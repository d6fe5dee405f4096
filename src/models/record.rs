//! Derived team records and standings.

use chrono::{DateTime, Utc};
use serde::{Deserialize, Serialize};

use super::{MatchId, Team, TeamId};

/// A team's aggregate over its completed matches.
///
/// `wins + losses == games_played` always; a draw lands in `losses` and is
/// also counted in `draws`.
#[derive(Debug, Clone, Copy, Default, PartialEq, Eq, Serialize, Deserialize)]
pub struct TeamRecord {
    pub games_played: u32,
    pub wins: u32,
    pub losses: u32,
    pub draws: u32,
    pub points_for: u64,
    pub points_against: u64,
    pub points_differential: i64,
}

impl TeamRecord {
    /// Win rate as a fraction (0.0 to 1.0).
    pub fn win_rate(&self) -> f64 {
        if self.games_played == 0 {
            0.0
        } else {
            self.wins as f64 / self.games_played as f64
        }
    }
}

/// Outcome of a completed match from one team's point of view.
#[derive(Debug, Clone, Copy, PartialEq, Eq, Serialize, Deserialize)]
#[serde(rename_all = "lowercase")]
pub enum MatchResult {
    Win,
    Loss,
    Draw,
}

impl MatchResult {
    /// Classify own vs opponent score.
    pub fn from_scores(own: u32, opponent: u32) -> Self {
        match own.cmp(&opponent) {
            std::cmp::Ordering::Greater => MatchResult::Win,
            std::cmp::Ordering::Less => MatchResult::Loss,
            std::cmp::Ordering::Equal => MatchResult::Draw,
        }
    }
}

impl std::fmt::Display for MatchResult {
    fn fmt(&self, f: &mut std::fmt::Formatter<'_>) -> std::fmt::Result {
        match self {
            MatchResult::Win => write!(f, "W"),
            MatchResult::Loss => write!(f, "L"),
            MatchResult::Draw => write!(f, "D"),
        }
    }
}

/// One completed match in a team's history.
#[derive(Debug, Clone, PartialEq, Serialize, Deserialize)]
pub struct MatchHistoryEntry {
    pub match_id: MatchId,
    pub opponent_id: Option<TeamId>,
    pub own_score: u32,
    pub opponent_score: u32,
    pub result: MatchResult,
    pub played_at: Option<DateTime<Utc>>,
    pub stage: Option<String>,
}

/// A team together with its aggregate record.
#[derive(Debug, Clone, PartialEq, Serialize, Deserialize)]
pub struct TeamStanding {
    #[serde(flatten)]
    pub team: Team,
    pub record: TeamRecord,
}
■ ■ ■ ■ ■ ■ ■
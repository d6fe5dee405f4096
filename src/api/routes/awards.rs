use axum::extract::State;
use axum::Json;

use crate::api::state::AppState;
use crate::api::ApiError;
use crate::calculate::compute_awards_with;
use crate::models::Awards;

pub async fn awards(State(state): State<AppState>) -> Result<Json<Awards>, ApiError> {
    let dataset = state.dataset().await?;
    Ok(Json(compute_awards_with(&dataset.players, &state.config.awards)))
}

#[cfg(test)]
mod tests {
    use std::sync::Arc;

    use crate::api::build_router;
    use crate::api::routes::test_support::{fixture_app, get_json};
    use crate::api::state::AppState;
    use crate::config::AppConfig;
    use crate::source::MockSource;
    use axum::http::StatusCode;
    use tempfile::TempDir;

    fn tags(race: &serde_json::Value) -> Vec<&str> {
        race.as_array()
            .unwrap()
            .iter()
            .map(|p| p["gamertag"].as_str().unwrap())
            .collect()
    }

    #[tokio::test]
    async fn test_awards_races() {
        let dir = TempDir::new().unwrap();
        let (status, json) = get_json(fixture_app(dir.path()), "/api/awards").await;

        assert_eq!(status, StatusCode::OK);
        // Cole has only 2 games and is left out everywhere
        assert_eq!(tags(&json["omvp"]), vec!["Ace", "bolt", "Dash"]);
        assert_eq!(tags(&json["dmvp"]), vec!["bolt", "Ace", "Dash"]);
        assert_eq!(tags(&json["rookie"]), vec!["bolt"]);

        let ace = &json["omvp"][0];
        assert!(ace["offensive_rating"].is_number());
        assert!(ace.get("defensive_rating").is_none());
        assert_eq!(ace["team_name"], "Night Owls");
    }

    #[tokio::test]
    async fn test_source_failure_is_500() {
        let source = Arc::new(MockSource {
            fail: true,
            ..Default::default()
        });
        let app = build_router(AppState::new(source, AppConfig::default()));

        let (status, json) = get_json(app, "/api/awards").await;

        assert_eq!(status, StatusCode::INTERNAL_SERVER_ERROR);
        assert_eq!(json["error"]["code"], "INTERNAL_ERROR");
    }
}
■ ■ ■ ■ ■ ■ ■
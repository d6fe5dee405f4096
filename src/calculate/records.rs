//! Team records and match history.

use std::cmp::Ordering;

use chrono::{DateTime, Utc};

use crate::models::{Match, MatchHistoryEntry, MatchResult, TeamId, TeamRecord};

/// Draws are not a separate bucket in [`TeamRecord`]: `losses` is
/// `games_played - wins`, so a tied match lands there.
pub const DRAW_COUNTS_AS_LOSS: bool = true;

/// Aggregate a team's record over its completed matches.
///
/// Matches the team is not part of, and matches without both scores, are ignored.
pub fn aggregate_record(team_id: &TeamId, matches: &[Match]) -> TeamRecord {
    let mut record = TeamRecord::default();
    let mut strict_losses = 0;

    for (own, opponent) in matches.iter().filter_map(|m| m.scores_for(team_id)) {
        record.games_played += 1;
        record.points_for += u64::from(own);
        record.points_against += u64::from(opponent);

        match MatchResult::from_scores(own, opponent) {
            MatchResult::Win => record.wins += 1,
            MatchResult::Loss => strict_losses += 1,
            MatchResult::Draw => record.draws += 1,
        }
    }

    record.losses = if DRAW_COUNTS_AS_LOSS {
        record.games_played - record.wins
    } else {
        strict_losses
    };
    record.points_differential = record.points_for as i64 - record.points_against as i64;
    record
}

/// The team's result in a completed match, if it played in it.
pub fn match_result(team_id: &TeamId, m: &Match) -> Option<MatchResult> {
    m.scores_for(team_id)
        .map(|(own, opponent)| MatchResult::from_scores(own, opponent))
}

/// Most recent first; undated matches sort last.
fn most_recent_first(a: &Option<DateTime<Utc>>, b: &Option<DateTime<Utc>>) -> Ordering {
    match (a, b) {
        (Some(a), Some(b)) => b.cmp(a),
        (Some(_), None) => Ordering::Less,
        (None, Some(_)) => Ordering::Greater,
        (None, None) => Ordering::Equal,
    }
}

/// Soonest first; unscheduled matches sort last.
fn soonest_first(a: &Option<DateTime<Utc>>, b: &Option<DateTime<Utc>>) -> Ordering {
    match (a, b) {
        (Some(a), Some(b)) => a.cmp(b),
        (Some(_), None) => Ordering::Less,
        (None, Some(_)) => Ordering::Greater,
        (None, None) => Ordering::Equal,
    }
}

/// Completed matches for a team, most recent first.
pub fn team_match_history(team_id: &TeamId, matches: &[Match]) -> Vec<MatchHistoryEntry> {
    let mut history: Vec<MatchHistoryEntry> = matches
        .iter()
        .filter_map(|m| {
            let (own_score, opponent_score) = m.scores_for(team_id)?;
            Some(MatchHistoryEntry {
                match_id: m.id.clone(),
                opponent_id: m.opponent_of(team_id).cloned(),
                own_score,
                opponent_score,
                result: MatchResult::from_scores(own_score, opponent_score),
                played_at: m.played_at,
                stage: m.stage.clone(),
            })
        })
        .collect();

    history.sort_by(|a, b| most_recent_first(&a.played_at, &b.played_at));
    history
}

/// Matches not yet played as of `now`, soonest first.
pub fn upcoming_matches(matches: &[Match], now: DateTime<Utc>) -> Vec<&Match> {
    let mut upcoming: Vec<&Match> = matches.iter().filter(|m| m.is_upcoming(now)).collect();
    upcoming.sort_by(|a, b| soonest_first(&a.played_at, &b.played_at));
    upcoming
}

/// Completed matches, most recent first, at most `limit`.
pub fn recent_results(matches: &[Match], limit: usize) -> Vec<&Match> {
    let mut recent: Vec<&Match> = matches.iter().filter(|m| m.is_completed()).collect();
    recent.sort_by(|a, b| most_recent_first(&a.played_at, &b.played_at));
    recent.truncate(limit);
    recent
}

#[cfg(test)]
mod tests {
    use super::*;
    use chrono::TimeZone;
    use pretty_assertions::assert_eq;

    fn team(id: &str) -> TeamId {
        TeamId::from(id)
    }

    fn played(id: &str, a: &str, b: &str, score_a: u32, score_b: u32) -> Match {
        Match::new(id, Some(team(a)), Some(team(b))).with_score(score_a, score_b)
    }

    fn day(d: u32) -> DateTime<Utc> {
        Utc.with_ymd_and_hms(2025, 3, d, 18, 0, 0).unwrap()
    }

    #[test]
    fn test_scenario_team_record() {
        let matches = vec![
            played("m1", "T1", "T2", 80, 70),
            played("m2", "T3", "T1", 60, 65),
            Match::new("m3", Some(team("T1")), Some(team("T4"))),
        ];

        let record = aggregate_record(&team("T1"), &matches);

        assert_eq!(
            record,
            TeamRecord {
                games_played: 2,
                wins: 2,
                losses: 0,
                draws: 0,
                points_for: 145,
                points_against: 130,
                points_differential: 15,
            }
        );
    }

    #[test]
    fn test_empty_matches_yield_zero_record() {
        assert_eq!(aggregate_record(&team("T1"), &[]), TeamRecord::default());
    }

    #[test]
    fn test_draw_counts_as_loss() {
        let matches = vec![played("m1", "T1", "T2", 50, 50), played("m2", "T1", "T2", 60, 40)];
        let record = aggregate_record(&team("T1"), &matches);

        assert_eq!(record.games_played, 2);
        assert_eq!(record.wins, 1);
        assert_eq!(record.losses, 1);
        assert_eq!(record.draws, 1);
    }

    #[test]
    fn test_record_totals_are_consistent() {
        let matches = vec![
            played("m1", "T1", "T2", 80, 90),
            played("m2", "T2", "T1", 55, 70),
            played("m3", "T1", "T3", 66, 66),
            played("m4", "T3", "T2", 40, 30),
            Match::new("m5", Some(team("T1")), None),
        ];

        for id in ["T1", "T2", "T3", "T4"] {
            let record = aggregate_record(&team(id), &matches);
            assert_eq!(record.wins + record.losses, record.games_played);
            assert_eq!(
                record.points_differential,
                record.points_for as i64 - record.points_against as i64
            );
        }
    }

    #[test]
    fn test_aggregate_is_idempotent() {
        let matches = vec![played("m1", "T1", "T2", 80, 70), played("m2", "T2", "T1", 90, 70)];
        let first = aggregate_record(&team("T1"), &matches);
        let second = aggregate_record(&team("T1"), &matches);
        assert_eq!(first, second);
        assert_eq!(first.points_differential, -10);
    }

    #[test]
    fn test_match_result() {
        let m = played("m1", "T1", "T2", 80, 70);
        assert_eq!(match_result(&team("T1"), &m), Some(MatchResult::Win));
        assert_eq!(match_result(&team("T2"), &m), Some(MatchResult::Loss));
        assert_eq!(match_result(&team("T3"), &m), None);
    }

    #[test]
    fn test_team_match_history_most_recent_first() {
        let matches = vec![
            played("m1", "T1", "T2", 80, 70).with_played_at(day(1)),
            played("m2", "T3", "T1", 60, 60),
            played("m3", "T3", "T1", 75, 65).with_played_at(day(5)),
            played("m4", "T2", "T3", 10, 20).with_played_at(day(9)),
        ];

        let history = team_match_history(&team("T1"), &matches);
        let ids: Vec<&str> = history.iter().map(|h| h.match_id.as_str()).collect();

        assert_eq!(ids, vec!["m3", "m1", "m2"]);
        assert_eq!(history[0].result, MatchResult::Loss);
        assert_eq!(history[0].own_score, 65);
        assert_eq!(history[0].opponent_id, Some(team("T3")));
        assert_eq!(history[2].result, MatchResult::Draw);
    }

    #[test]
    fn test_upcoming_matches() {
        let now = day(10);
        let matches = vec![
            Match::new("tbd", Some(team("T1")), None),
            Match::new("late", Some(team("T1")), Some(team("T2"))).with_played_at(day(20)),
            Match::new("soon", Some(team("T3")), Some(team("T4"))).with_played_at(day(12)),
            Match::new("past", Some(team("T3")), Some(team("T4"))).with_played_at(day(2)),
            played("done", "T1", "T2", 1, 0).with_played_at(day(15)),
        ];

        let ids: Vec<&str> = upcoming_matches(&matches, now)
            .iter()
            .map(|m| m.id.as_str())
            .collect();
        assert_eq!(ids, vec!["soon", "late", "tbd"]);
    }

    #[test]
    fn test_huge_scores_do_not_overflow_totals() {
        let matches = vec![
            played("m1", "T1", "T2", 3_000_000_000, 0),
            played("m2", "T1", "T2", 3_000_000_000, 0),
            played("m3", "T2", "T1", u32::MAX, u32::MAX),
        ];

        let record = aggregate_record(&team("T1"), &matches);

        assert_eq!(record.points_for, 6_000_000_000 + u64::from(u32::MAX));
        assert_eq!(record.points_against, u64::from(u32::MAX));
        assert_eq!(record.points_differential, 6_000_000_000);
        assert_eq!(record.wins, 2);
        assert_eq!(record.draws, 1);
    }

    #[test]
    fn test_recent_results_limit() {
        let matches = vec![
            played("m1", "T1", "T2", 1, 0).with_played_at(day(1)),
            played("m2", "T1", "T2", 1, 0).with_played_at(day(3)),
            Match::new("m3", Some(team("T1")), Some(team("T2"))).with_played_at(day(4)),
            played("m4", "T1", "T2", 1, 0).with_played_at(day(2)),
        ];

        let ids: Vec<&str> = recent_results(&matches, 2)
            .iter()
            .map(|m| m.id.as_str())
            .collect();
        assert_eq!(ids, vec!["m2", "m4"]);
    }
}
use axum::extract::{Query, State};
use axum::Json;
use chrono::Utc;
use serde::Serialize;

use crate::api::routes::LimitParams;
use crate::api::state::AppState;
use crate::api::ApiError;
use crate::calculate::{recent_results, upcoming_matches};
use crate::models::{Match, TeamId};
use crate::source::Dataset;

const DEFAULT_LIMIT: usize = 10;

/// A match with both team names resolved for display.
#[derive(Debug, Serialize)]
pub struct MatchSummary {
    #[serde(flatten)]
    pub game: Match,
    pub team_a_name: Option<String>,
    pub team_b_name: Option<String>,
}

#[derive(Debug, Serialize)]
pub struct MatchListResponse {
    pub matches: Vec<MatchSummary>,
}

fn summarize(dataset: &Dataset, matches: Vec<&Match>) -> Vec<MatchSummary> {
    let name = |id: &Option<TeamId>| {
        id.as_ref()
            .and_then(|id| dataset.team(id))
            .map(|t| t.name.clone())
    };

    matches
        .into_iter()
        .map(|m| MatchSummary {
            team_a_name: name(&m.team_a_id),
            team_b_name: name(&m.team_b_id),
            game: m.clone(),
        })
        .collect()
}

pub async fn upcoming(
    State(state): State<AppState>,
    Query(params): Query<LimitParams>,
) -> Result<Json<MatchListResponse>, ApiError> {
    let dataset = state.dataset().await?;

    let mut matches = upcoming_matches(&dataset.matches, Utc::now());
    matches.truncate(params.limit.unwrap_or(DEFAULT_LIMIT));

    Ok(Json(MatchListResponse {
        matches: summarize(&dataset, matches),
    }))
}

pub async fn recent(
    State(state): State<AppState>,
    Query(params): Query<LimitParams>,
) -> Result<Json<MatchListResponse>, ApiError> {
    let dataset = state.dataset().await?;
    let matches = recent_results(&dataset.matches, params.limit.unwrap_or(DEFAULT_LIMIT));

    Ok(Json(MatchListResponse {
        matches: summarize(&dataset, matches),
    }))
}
■ ■ ■ ■ ■ ■ ■
What you need to do:
Return every line holding the word "PartialEq" from the records.

Written reply:
#[derive(Debug, Clone, Copy, Default, PartialEq, Eq, Serialize, Deserialize)]
#[derive(Debug, Clone, Copy, PartialEq, Eq, Serialize, Deserialize)]
#[derive(Debug, Clone, PartialEq, Serialize, Deserialize)]
#[derive(Debug, Clone, PartialEq, Serialize, Deserialize)]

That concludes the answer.